> Required work
Count the lines in the records below that contain the word "Leaf", and give only that count.

(Saved entries)

=== Begin Enclosure ===

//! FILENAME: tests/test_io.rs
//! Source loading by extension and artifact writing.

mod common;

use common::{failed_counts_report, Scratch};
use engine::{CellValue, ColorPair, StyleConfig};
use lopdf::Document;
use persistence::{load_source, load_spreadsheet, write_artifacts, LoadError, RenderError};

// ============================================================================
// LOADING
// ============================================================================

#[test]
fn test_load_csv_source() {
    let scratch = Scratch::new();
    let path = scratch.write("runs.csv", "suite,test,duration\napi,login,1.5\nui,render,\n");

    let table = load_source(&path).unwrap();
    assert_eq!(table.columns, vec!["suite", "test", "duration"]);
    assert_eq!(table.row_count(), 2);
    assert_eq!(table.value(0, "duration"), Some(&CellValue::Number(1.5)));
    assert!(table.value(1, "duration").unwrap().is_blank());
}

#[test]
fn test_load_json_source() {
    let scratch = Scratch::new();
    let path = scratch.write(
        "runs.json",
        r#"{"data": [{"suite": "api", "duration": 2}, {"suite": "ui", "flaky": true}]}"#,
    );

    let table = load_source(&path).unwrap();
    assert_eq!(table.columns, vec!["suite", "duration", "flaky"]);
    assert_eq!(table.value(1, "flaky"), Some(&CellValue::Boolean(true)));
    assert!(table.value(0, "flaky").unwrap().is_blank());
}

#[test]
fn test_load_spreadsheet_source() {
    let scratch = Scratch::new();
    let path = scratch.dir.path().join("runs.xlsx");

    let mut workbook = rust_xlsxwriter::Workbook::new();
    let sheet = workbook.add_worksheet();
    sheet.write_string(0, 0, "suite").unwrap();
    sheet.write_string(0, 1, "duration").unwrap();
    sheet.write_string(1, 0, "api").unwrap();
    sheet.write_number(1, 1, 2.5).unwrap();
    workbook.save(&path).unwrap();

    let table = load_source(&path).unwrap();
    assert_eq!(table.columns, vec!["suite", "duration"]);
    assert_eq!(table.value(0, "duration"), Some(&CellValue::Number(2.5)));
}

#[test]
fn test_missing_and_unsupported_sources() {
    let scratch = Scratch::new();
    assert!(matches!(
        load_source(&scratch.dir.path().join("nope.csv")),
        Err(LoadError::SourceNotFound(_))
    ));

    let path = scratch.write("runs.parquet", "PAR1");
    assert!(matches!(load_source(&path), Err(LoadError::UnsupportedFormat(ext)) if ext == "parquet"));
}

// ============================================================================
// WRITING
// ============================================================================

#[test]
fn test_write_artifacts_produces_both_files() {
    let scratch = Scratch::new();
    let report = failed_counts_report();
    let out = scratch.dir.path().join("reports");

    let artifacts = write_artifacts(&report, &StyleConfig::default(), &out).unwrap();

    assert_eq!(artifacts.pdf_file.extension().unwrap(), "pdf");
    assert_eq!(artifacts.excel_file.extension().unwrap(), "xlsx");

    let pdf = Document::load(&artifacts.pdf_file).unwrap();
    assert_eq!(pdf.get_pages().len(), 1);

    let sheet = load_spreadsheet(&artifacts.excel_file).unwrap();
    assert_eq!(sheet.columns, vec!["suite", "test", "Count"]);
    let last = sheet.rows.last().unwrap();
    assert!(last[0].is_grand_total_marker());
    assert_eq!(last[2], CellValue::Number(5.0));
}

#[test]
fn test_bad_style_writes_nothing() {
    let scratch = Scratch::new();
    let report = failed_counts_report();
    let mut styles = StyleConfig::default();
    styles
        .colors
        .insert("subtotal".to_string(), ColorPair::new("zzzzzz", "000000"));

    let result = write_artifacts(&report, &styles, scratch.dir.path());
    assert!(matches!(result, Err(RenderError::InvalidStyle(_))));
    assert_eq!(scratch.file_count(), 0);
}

=== End Enclosure ===
=== Begin Enclosure ===

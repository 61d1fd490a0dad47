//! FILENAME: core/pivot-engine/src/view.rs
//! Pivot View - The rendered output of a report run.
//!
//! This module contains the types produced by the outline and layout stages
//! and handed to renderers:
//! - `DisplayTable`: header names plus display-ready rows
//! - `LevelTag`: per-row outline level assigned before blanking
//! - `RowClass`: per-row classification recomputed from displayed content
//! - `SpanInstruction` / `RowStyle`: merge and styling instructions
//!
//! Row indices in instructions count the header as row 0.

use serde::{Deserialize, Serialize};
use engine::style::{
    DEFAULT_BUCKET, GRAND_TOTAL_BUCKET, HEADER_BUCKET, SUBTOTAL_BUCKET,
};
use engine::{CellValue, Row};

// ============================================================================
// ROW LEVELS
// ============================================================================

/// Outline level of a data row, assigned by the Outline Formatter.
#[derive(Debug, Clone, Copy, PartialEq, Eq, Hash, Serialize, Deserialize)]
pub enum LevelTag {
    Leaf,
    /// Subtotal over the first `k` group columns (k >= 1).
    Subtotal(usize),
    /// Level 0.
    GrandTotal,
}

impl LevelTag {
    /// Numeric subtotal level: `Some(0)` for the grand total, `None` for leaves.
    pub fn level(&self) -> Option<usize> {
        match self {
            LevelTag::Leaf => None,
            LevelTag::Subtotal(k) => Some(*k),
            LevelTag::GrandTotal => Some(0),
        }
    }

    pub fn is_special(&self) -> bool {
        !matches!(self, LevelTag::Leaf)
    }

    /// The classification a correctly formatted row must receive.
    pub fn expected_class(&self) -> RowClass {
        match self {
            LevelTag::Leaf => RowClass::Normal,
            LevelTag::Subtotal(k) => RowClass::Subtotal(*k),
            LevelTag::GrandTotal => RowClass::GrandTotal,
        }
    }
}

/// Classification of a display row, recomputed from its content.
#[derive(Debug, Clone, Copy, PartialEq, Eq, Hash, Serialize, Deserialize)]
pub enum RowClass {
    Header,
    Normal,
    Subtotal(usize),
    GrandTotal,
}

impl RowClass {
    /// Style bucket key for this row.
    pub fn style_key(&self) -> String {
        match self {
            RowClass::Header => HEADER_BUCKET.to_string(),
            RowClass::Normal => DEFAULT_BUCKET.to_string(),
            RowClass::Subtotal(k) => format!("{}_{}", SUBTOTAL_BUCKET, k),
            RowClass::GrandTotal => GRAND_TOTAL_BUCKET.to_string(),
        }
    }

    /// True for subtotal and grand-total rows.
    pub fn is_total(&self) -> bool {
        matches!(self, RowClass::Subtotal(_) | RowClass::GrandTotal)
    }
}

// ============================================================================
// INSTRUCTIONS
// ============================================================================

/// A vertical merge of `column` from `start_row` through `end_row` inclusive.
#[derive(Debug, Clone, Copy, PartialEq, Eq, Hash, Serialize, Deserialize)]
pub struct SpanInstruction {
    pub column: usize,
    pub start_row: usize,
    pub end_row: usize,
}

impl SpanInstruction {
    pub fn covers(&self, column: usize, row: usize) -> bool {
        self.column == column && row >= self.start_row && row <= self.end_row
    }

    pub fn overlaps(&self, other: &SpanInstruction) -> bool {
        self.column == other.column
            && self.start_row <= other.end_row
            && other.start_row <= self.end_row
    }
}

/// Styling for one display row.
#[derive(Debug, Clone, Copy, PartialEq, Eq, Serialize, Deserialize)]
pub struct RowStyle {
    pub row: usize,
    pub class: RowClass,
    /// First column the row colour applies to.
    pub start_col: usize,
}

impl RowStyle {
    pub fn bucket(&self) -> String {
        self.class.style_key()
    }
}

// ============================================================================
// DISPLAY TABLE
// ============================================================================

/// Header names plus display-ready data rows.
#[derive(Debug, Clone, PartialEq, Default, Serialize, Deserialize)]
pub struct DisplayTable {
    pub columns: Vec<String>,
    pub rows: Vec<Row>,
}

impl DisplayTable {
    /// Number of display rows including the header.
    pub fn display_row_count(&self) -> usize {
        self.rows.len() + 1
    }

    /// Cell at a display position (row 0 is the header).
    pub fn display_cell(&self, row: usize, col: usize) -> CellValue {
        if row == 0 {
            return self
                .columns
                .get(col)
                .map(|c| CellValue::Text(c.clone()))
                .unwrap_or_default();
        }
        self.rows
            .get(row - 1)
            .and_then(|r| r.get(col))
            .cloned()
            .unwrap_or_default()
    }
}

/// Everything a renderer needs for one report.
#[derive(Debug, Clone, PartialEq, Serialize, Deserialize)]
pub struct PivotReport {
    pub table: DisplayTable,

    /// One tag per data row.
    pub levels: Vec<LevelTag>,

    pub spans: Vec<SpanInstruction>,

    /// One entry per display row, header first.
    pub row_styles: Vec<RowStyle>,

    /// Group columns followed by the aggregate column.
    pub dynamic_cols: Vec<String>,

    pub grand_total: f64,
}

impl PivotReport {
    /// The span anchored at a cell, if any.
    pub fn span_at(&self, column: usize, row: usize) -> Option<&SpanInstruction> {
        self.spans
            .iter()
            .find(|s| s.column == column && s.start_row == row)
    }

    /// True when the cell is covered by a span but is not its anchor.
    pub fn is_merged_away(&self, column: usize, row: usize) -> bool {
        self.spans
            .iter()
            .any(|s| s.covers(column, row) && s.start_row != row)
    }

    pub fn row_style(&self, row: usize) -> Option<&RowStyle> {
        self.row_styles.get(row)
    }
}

=== End Enclosure ===

> Written response
4